:: Exercise requirements ::
Each line below with the word "source" needs to be copied.

:: Dataset entries ::
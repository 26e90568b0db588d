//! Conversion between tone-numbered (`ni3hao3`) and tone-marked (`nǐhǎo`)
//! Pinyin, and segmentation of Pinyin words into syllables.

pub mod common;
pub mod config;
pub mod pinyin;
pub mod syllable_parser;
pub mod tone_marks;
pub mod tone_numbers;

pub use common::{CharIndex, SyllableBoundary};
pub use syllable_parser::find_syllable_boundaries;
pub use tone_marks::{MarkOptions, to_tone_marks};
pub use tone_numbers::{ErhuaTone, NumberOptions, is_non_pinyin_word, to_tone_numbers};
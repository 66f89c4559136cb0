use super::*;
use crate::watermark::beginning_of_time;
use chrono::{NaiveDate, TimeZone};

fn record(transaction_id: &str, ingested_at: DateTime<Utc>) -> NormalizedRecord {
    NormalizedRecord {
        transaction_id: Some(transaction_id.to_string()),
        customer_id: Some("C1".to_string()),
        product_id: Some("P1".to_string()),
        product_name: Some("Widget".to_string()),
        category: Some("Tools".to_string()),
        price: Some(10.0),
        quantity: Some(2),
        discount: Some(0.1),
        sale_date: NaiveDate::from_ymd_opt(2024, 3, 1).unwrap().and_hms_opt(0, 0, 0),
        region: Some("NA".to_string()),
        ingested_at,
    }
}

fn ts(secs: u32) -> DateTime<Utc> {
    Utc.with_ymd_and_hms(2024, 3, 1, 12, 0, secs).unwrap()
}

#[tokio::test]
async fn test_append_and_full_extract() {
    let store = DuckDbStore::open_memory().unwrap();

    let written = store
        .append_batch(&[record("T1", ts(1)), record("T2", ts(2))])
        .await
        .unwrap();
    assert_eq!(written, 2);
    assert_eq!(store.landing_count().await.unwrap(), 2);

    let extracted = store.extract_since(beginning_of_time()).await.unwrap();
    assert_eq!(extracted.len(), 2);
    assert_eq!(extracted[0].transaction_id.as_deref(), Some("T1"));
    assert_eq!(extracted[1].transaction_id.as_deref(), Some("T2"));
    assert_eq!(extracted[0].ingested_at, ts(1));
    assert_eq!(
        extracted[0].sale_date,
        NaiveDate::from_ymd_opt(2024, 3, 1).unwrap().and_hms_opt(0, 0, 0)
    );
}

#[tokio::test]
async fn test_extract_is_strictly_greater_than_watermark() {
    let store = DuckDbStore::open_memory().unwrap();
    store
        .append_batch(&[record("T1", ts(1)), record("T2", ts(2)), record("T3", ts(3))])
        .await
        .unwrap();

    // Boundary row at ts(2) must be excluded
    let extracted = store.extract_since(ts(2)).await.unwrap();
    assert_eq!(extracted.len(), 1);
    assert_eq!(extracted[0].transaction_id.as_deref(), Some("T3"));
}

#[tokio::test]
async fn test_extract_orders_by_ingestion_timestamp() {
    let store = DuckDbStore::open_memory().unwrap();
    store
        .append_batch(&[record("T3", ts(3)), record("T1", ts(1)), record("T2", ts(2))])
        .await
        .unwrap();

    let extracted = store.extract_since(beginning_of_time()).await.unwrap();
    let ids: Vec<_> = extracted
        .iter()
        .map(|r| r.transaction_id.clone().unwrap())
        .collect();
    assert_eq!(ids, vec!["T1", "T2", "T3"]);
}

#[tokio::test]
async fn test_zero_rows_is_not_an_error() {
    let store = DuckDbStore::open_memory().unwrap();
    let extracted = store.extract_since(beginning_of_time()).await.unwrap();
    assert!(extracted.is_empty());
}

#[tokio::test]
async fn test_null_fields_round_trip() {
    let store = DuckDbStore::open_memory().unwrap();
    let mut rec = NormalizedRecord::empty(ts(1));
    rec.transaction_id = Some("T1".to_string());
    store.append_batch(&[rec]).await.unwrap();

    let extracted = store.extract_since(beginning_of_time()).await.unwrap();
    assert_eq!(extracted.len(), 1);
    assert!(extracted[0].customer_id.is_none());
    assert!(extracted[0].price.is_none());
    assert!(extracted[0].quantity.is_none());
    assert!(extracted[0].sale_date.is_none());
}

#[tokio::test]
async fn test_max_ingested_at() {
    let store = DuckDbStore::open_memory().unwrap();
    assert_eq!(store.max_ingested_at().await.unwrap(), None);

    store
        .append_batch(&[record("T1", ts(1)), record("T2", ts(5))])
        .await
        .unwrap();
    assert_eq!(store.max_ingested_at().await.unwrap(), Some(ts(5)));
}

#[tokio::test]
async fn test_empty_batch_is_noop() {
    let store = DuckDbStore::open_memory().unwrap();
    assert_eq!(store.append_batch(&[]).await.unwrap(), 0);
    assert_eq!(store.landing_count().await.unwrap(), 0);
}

==

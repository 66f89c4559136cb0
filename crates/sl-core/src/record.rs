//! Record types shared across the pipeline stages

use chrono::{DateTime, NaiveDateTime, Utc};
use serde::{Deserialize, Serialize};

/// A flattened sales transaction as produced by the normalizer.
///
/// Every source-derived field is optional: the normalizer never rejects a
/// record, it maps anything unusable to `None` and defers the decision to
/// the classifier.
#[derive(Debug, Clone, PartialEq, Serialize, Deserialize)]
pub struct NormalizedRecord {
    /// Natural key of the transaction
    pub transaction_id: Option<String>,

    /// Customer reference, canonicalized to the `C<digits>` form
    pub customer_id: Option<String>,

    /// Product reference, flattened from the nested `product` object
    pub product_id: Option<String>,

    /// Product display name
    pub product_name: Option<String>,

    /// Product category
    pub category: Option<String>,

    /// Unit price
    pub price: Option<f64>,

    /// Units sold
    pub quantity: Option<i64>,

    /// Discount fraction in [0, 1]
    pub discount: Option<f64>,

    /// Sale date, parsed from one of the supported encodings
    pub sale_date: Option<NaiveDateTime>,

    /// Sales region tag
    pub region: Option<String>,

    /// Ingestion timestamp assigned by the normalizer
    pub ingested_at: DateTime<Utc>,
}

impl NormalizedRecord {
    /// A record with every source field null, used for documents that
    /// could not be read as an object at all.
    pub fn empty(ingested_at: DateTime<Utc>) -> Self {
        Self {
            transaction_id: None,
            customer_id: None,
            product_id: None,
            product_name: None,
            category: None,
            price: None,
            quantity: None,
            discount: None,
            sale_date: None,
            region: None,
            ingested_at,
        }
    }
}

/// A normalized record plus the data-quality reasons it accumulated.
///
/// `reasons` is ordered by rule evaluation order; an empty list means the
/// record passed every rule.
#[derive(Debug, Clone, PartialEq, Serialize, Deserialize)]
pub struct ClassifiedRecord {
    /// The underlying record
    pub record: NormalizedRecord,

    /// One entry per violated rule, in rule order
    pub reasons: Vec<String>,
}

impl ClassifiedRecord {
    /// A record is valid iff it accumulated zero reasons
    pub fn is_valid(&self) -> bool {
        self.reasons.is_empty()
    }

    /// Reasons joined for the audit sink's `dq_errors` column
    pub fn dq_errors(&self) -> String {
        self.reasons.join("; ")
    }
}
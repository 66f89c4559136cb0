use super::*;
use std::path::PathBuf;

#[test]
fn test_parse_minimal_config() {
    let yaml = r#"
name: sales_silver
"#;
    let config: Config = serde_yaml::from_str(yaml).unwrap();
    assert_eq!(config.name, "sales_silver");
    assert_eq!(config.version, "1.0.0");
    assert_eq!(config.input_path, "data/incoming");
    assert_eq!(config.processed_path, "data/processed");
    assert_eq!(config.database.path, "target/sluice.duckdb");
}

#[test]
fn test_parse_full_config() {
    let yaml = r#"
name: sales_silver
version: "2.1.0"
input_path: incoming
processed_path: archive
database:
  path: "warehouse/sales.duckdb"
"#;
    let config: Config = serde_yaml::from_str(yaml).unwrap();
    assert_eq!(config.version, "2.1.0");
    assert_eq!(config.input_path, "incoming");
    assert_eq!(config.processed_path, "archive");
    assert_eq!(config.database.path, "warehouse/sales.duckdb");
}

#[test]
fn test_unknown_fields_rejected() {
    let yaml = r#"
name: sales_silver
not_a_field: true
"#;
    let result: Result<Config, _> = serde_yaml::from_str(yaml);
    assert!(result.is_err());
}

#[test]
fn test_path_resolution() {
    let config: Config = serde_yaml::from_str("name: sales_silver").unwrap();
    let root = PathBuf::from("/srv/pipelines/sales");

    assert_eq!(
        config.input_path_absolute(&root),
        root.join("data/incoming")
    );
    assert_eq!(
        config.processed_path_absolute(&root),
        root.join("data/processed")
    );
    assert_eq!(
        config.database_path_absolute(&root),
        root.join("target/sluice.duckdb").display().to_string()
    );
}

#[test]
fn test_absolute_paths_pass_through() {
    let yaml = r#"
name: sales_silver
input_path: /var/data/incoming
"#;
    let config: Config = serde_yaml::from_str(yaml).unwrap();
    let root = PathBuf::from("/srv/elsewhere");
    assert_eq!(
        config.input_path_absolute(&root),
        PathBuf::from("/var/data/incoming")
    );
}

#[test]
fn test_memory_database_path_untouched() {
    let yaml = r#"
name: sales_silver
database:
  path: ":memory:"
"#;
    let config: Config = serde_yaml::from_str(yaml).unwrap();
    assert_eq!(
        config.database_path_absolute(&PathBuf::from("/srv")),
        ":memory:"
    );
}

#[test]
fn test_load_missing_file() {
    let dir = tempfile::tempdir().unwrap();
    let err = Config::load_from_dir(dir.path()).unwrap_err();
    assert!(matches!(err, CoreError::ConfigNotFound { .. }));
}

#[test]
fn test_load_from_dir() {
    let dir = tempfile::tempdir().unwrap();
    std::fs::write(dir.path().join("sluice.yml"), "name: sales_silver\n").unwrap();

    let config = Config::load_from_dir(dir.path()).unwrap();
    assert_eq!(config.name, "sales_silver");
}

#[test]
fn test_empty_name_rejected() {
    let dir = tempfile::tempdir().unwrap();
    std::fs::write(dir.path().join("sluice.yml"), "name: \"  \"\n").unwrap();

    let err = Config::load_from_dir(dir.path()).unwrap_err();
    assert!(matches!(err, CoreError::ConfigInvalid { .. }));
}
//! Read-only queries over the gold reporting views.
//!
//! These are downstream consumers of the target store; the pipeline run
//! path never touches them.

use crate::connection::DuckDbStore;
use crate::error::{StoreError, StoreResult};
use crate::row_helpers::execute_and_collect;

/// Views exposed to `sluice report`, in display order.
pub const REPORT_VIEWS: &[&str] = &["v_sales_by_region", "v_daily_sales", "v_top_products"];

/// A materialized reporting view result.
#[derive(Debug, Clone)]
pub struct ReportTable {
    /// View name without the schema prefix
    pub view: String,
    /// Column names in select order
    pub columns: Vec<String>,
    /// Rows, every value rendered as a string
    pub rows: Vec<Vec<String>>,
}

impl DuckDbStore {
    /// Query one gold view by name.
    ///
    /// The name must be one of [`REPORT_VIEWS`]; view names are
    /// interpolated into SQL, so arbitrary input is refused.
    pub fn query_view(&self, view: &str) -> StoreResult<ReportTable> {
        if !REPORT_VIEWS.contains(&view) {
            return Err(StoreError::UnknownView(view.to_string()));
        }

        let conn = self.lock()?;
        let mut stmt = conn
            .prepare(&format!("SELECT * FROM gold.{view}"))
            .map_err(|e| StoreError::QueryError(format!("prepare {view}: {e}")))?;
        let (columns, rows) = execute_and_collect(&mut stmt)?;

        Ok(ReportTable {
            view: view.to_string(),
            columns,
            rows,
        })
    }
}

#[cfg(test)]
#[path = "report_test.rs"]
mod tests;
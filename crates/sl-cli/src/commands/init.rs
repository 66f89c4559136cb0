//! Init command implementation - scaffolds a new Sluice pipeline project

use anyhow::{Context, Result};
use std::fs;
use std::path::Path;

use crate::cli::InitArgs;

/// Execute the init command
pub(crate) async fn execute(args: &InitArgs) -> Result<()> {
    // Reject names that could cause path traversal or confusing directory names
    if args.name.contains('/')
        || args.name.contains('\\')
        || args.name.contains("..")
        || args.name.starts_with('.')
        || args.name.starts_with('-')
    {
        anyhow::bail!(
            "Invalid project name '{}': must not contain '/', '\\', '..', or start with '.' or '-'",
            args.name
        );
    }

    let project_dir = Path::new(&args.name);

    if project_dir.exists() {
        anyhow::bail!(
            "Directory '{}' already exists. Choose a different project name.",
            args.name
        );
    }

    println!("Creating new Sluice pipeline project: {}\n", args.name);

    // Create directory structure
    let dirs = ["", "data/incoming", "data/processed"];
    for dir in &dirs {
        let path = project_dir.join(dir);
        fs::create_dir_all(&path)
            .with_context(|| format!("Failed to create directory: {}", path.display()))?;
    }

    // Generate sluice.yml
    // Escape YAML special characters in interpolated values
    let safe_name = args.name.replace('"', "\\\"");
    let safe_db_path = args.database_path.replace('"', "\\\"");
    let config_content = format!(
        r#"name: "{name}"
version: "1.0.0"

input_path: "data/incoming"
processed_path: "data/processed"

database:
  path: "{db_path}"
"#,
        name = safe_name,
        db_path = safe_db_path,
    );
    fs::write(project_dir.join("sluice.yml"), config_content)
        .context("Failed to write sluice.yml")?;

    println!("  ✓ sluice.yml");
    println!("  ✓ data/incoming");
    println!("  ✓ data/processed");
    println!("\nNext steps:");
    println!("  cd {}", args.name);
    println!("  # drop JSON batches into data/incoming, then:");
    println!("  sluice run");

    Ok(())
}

:: Reply ::
/// Every source-derived field is optional: the normalizer never rejects a
    /// A record with every source field null, used for documents that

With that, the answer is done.